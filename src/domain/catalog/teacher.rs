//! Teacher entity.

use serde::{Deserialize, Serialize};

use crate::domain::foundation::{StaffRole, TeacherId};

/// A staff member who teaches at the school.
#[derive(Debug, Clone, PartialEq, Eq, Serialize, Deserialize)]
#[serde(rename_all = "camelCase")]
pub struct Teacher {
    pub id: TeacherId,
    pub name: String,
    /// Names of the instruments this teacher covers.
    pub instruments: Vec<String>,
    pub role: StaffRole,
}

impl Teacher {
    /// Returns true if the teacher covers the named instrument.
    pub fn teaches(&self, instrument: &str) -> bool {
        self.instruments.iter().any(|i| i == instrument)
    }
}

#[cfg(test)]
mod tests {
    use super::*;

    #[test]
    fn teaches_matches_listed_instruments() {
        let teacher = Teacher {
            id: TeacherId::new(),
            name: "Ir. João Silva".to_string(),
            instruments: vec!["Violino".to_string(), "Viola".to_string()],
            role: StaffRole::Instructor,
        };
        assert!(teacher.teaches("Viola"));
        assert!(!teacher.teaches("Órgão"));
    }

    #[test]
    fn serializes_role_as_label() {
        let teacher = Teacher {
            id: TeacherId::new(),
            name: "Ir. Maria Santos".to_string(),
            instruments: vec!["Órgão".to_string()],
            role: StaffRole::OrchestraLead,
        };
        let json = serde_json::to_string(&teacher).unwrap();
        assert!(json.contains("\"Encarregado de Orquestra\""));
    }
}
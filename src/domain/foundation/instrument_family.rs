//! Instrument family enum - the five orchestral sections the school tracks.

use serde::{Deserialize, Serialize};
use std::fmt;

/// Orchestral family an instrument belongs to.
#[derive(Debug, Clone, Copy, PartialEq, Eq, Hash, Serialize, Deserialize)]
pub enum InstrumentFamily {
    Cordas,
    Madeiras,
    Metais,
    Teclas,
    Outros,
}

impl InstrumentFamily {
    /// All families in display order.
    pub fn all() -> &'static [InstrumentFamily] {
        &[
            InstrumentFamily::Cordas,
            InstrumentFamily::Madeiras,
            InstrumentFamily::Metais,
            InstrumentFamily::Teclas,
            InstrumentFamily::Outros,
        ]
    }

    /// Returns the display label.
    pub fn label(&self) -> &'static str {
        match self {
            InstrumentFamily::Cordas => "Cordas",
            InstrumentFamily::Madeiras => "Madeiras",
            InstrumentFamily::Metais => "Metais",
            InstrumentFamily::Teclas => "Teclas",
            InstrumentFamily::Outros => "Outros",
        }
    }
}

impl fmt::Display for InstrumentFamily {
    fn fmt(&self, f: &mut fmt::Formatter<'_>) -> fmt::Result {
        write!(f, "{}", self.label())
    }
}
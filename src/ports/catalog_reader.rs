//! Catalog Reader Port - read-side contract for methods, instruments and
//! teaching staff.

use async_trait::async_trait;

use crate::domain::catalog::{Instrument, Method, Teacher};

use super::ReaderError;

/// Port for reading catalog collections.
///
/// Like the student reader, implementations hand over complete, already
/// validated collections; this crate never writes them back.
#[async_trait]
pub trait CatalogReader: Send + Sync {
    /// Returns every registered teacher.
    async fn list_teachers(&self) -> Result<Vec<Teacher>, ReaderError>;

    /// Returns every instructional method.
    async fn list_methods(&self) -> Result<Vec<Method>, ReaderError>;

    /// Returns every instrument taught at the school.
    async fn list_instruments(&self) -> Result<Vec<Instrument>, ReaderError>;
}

==*==

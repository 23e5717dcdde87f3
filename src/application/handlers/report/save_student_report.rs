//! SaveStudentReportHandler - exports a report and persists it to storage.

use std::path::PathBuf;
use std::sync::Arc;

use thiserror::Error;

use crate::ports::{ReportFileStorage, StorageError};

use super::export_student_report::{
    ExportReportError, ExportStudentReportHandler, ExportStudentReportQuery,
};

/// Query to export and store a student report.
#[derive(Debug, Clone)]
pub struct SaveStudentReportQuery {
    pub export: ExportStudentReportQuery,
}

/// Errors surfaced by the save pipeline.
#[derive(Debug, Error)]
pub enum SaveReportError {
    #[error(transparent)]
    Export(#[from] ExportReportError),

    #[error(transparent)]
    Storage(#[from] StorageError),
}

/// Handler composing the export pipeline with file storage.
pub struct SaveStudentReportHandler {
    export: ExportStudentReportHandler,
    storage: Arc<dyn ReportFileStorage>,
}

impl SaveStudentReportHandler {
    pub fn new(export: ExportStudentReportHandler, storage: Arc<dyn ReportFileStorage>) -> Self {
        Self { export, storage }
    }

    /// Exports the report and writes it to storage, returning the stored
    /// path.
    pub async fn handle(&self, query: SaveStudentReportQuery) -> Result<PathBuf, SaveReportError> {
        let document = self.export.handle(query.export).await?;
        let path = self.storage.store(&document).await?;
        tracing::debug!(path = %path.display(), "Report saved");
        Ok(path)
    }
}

==*==

▸ WHAT THE EXERCISE ASKS
Retype only the lines above between the line with "filename src/domain/catalog/teacher.rs" and the line with "Hash, Serialize, Deserialize)]", counting those two lines as well, and keep every character as it is.

▸ EXERCISE SOLUTION
filename src/domain/catalog/teacher.rs
//! Teacher entity.

use serde::{Deserialize, Serialize};

use crate::domain::foundation::{StaffRole, TeacherId};

/// A staff member who teaches at the school.
#[derive(Debug, Clone, PartialEq, Eq, Serialize, Deserialize)]
#[serde(rename_all = "camelCase")]
pub struct Teacher {
    pub id: TeacherId,
    pub name: String,
    /// Names of the instruments this teacher covers.
    pub instruments: Vec<String>,
    pub role: StaffRole,
}

impl Teacher {
    /// Returns true if the teacher covers the named instrument.
    pub fn teaches(&self, instrument: &str) -> bool {
        self.instruments.iter().any(|i| i == instrument)
    }
}

#[cfg(test)]
mod tests {
    use super::*;

    #[test]
    fn teaches_matches_listed_instruments() {
        let teacher = Teacher {
            id: TeacherId::new(),
            name: "Ir. João Silva".to_string(),
            instruments: vec!["Violino".to_string(), "Viola".to_string()],
            role: StaffRole::Instructor,
        };
        assert!(teacher.teaches("Viola"));
        assert!(!teacher.teaches("Órgão"));
    }

    #[test]
    fn serializes_role_as_label() {
        let teacher = Teacher {
            id: TeacherId::new(),
            name: "Ir. Maria Santos".to_string(),
            instruments: vec!["Órgão".to_string()],
            role: StaffRole::OrchestraLead,
        };
        let json = serde_json::to_string(&teacher).unwrap();
        assert!(json.contains("\"Encarregado de Orquestra\""));
    }
}
filename src/domain/foundation/instrument_family.rs
//! Instrument family enum - the five orchestral sections the school tracks.

use serde::{Deserialize, Serialize};
use std::fmt;

/// Orchestral family an instrument belongs to.
#[derive(Debug, Clone, Copy, PartialEq, Eq, Hash, Serialize, Deserialize)]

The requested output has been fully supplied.